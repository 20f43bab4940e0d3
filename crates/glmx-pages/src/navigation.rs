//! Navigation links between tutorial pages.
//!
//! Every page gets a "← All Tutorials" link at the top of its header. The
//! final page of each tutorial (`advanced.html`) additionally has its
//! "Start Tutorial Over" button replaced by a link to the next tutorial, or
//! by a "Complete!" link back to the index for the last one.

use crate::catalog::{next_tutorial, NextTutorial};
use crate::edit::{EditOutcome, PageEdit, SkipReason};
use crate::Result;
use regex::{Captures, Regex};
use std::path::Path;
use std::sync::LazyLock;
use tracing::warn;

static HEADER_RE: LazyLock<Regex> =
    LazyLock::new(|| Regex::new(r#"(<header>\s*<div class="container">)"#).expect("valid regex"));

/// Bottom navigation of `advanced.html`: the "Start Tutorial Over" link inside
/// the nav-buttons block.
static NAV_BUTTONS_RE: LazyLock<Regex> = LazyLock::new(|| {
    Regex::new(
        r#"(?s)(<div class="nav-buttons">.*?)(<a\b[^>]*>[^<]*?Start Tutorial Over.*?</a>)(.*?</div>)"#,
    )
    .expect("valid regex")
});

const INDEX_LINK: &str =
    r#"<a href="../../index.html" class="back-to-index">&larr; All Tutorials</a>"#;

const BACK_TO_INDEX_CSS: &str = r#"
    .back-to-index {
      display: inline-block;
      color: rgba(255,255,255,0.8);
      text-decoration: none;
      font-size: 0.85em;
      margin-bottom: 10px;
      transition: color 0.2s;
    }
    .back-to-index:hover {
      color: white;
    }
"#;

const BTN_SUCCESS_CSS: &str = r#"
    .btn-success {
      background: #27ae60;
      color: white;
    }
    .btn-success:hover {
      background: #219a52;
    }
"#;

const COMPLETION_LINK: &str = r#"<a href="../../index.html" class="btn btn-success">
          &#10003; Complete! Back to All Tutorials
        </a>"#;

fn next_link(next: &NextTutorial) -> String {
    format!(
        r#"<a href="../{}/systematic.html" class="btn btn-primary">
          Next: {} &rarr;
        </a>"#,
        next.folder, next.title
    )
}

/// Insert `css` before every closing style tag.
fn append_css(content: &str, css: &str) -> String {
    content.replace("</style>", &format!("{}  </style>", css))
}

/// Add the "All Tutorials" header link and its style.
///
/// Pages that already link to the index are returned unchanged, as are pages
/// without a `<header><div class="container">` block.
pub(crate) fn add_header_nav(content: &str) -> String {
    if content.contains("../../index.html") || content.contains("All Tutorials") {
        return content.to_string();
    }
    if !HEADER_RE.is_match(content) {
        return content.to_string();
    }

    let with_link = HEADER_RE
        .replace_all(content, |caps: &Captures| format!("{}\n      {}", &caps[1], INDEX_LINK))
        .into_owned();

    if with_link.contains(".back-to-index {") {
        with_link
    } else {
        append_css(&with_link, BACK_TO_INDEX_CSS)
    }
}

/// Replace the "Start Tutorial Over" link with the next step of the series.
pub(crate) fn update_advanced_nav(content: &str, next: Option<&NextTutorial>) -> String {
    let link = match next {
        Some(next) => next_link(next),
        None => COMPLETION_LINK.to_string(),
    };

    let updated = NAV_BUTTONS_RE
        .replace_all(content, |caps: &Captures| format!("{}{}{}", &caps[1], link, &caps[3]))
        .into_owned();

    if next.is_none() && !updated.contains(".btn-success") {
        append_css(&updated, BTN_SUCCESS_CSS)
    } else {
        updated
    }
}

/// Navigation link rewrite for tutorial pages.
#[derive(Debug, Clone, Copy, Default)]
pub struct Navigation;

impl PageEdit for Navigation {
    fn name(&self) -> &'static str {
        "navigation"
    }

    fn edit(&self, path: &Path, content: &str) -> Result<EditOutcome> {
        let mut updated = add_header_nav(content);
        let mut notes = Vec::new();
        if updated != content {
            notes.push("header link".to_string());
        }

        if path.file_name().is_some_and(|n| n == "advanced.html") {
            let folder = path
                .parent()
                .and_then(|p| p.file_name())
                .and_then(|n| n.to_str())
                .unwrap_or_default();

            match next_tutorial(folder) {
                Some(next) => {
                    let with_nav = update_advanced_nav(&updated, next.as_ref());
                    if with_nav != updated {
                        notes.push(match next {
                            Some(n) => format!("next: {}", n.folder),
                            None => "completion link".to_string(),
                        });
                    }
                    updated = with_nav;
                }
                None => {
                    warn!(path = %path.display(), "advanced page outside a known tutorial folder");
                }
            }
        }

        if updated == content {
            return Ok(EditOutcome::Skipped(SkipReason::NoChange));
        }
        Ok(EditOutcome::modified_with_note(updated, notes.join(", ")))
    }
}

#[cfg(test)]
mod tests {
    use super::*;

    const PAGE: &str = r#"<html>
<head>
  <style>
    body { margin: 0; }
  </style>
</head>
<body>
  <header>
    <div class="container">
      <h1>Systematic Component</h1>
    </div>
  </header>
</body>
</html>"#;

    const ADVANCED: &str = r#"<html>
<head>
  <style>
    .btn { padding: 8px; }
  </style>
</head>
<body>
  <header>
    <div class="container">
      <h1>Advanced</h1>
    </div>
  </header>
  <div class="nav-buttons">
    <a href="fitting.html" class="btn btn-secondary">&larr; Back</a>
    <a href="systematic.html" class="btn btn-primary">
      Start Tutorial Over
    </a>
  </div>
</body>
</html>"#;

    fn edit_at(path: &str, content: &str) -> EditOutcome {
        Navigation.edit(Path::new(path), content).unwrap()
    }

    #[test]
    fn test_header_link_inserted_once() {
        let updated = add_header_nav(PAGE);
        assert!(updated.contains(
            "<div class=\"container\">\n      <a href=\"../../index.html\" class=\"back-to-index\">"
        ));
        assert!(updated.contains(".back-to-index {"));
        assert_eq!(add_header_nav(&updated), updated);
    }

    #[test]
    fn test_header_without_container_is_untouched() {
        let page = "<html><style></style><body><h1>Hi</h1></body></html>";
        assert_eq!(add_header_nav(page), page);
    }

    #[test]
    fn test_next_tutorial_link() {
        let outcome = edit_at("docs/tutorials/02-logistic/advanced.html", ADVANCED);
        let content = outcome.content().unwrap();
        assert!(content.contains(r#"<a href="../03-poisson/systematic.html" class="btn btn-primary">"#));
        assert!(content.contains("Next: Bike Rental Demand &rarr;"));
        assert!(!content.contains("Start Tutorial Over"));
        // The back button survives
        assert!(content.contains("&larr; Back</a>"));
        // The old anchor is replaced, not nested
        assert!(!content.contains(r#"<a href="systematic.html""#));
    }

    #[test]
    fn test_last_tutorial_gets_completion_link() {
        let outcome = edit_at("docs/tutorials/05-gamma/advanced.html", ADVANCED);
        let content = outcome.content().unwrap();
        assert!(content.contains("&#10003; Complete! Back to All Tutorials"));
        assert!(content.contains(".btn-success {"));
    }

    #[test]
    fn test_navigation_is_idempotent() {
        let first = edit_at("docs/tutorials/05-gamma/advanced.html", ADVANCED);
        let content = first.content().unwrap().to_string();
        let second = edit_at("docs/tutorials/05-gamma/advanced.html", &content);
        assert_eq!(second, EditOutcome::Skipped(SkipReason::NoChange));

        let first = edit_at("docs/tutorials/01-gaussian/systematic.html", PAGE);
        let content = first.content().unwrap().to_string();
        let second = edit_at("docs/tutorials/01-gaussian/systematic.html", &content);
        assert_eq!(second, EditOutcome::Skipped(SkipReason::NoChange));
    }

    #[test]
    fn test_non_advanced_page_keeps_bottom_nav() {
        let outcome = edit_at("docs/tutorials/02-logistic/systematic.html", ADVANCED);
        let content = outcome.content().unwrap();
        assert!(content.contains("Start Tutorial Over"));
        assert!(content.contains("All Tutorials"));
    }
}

----

**Your task**
List every line above that holds the word "notes".

**Response for this exercise**
        let mut notes = Vec::new();
            notes.push("header link".to_string());
                        notes.push(match next {
        Ok(EditOutcome::modified_with_note(updated, notes.join(", ")))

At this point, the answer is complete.